As conseqüências do assédio muitas vezes são rapidamente sentidas no corpo. Segundo levantamento da médica Margarida Barreto em seu consultório e junto a sindicatos, os primeiros sintomas são dores generalizadas no corpo, seguidas de distúrbios do sono, palpitações e tremores. Depois vêm diminuição na libido, distúrbios digestivos e a depressão. “Uma parcela bastante razoável das vítimas pensa em suicídio, em especial os homens, mais afetados pelas humilhações sofridas no trabalho”, diz a médica. De acordo com o terapeuta Goldkorn, a sensação de impotência e a deterioração da auto-imagem podem levar a doenças de pele, problemas gastrointestinais, renais e hormonais. Segundo ele, mais de 60% das doenças conhecidas são criadas pelo estresse resultante do assédio moral. “É um massacre silencioso que não dá manchete de jornal”, afirma. No Brasil, a Resolução 1.488/98 do Conselho Federal de de Medicina recomenda que o médico do trabalho faça uma relação direta entre o transtorno da saúde físico-mental e a atividade do trabalhador para que possa ser caracterizado o assédio.
Ex-funcionária de uma companhia telefônica, a paulista Luciana Cury, de 47 anos, ainda se lembra do pesar com que levantava toda manhã para ir ao trabalho. “Às vezes, deprimida, eu achava que seria melhor morrer”, diz. Em meados de 2002, depois de mais de 15 anos no emprego, afastou-se por cinco meses do cargo de secretária-executiva, devido a uma LER, lesão por esforço repetitivo. Na volta, percebeu que alguma coisa havia mudado. “Tudo começou com pequenas piadas. Diziam que o que eu tinha era ‘LERdeza’. Quando levas de demissões começaram a ocorrer, diziam que eu mantinha a doença para me segurar no emprego”, afirma. No começo, ela tentou se impor. Aos poucos, porém, diz ter sido isolada. Os chefes a afastaram de suas funções de secretária e a incumbiram de serviços administrativos, como carimbar documentos, entregar vales-refeição e fazer notas. “Eu chorava no banheiro o dia todo. As pessoas fingiam não me ver. Eu era invisível. Pensava o tempo todo: o que há de errado comigo? Os poucos colegas que me dirigiam a palavra diziam que eu era amarga e pessimista, e eu acreditava”.

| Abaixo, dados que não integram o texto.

//! Mock device link for testing and development.

mod link;

pub use link::{MockDeviceLink, MockDeviceLinkHandle, passing_snapshot};
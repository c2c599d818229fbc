//! Tracking service client configuration.

use crate::error::{Result, TrackingError};
use url::Url;

/// Default request timeout.
pub const DEFAULT_TIMEOUT_SECS: u64 = 10;

/// Where and how to reach the tracking service.
#[derive(Debug, Clone, PartialEq)]
pub struct TrackingConfig {
    /// Service root, e.g. `http://tracking.local:8080/`.
    pub base_url: Url,
    /// Request timeout in seconds.
    pub timeout_secs: u64,
}

impl TrackingConfig {
    pub fn new(base_url: Url) -> Self {
        Self {
            base_url,
            timeout_secs: DEFAULT_TIMEOUT_SECS,
        }
    }

    pub fn with_timeout_secs(mut self, timeout_secs: u64) -> Self {
        self.timeout_secs = timeout_secs;
        self
    }

    /// Parse a base URL, rejecting anything that cannot carry a path.
    pub fn parse(base_url: &str) -> Result<Self> {
        let url = Url::parse(base_url)
            .map_err(|e| TrackingError::config(format!("invalid tracking URL {base_url:?}: {e}")))?;
        if url.cannot_be_a_base() {
            return Err(TrackingError::config(format!(
                "tracking URL {base_url:?} cannot be used as a base"
            )));
        }
        Ok(Self::new(url))
    }

    /// Load configuration from environment variables.
    ///
    /// Variables:
    /// - `LABELSTATION_TRACKING_URL` (unset means no tracking service)
    /// - `LABELSTATION_TRACKING_TIMEOUT_SECS` (default: 10)
    pub fn from_env() -> Result<Option<Self>> {
        let Ok(base_url) = std::env::var("LABELSTATION_TRACKING_URL") else {
            return Ok(None);
        };
        if base_url.trim().is_empty() {
            return Ok(None);
        }

        let timeout_secs = match std::env::var("LABELSTATION_TRACKING_TIMEOUT_SECS") {
            Ok(raw) => raw.parse().map_err(|_| {
                TrackingError::config(format!("LABELSTATION_TRACKING_TIMEOUT_SECS: {raw:?}"))
            })?,
            Err(_) => DEFAULT_TIMEOUT_SECS,
        };

        Ok(Some(Self::parse(base_url.trim())?.with_timeout_secs(timeout_secs)))
    }
}
use crate::error::{StorageError, StorageResult};
use sqlx::ConnectOptions;
use sqlx::sqlite::{
    SqliteConnectOptions, SqliteJournalMode, SqlitePool, SqlitePoolOptions, SqliteSynchronous,
};
use std::path::{Path, PathBuf};
use std::time::Duration;
use tracing::{debug, info};

/// Where the issuance store lives and how the station talks to it.
#[derive(Debug, Clone)]
pub struct DatabaseConfig {
    pub path: PathBuf,
    /// Pool size. A station issues one label at a time, so this stays small.
    pub max_connections: u32,
    pub acquire_timeout: Duration,
    /// How long a statement waits on a database locked by another station process
    pub busy_timeout: Duration,
    pub create_if_missing: bool,
    pub auto_migrate: bool,
}

impl Default for DatabaseConfig {
    fn default() -> Self {
        Self::new("labelstation.db")
    }
}

impl DatabaseConfig {
    pub fn new(path: impl Into<PathBuf>) -> Self {
        Self {
            path: path.into(),
            max_connections: 4,
            acquire_timeout: Duration::from_secs(10),
            busy_timeout: Duration::from_secs(5),
            create_if_missing: true,
            auto_migrate: true,
        }
    }

    pub fn max_connections(self, max_connections: u32) -> Self {
        Self { max_connections, ..self }
    }

    pub fn acquire_timeout(self, acquire_timeout: Duration) -> Self {
        Self { acquire_timeout, ..self }
    }

    /// Open an existing store only; never create the file.
    pub fn existing_only(self) -> Self {
        Self {
            create_if_missing: false,
            ..self
        }
    }

    /// Skip applying the embedded schema on open.
    pub fn without_migrations(self) -> Self {
        Self {
            auto_migrate: false,
            ..self
        }
    }

    fn display_path(&self) -> String {
        self.path.display().to_string()
    }

    fn connect_options(&self) -> SqliteConnectOptions {
        SqliteConnectOptions::new()
            .filename(&self.path)
            .create_if_missing(self.create_if_missing)
            .journal_mode(SqliteJournalMode::Wal)
            .synchronous(SqliteSynchronous::Normal)
            .busy_timeout(self.busy_timeout)
            .disable_statement_logging()
    }
}

/// Handle on the issuance store's connection pool.
#[derive(Debug, Clone)]
pub struct Database {
    pool: SqlitePool,
}

impl Database {
    /// Open (and by default create and migrate) the store described by `config`.
    ///
    /// ```no_run
    /// use labelstation_storage::connection::{Database, DatabaseConfig};
    ///
    /// # async fn example() -> Result<(), Box<dyn std::error::Error>> {
    /// let db = Database::open(DatabaseConfig::new("/var/lib/labelstation/station.db")).await?;
    /// db.health_check().await?;
    /// # Ok(())
    /// # }
    /// ```
    pub async fn open(config: DatabaseConfig) -> StorageResult<Self> {
        if config.create_if_missing {
            ensure_parent_dir(&config.path)
                .map_err(|e| StorageError::location(config.display_path(), e))?;
        }

        let pool = SqlitePoolOptions::new()
            .max_connections(config.max_connections)
            .acquire_timeout(config.acquire_timeout)
            .connect_with(config.connect_options())
            .await
            .map_err(|e| StorageError::location(config.display_path(), e))?;

        let db = Self { pool };
        if config.auto_migrate {
            db.migrate().await?;
        }

        info!(path = %config.display_path(), "Opened issuance store");
        Ok(db)
    }

    /// A private store that disappears when the handle is dropped.
    ///
    /// Backed by one connection that is never recycled; closing it would
    /// discard the data.
    pub async fn in_memory() -> StorageResult<Self> {
        let pool = SqlitePoolOptions::new()
            .max_connections(1)
            .idle_timeout(None)
            .max_lifetime(None)
            .connect_with(SqliteConnectOptions::new().in_memory(true))
            .await?;

        let db = Self { pool };
        db.migrate().await?;
        Ok(db)
    }

    /// Apply the schema under the workspace `migrations/` directory, embedded at compile time.
    pub async fn migrate(&self) -> StorageResult<()> {
        sqlx::migrate!("../../migrations").run(&self.pool).await?;
        debug!("Issuance store schema is current");
        Ok(())
    }

    pub fn pool(&self) -> &SqlitePool {
        &self.pool
    }

    /// Close the pool. Queries made afterwards fail with `sqlx::Error::PoolClosed`.
    pub async fn close(&self) {
        self.pool.close().await;
    }

    pub async fn health_check(&self) -> StorageResult<()> {
        sqlx::query("SELECT 1").execute(&self.pool).await?;
        Ok(())
    }
}

fn ensure_parent_dir(path: &Path) -> std::io::Result<()> {
    match path.parent() {
        Some(parent) if !parent.as_os_str().is_empty() => std::fs::create_dir_all(parent),
        _ => Ok(()),
    }
}

#[cfg(test)]
mod tests {
    use super::*;

    #[test]
    fn test_station_defaults() {
        let config = DatabaseConfig::default();

        assert_eq!(config.path, PathBuf::from("labelstation.db"));
        assert_eq!(config.max_connections, 4);
        assert_eq!(config.busy_timeout, Duration::from_secs(5));
        assert!(config.create_if_missing);
        assert!(config.auto_migrate);
    }

    #[test]
    fn test_builders_keep_other_settings() {
        let config = DatabaseConfig::new("station/test.db")
            .max_connections(2)
            .existing_only()
            .without_migrations();

        assert_eq!(config.path, PathBuf::from("station/test.db"));
        assert_eq!(config.max_connections, 2);
        assert_eq!(config.acquire_timeout, Duration::from_secs(10));
        assert!(!config.create_if_missing);
        assert!(!config.auto_migrate);
    }

    #[tokio::test]
    async fn test_missing_store_is_reported_by_location() {
        let dir = tempfile::TempDir::new().unwrap();
        let config = DatabaseConfig::new(dir.path().join("absent").join("station.db"))
            .acquire_timeout(Duration::from_secs(2))
            .existing_only();

        let err = Database::open(config).await.unwrap_err();
        assert!(err.is_unreachable(), "{err}");
    }
}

Luciana não queria largar o emprego. Já havia passado dos 40 anos e temia não conseguir reingressar no mercado – ainda mais com os problemas de saúde. O estresse e a insistência em não faltar ao trabalho agravaram sua LER, e a secretária acabou se aposentando por invalidez. Atualmente, está na Justiça pedindo indenização por assédio moral. Espera receber entre R$ 20 mil e R$ 50 mil.
Hoje, Luciana afirma conseguir enxergar que era perseguida. No olho do furacão, porém, ela, como muitos, não entendia o que estava acontecendo. “É comum a culpa permanecer com a vítima por muito tempo, mesmo que ela esteja na Justiça por uma indenização”, diz Margarida Barreto. Luciana só mudou de atitude quando conheceu, por meio de um tratamento de grupo, pessoas que também tinham sido vítimas de assédio. “Ver que eu não estava sozinha me ajudou bastante”.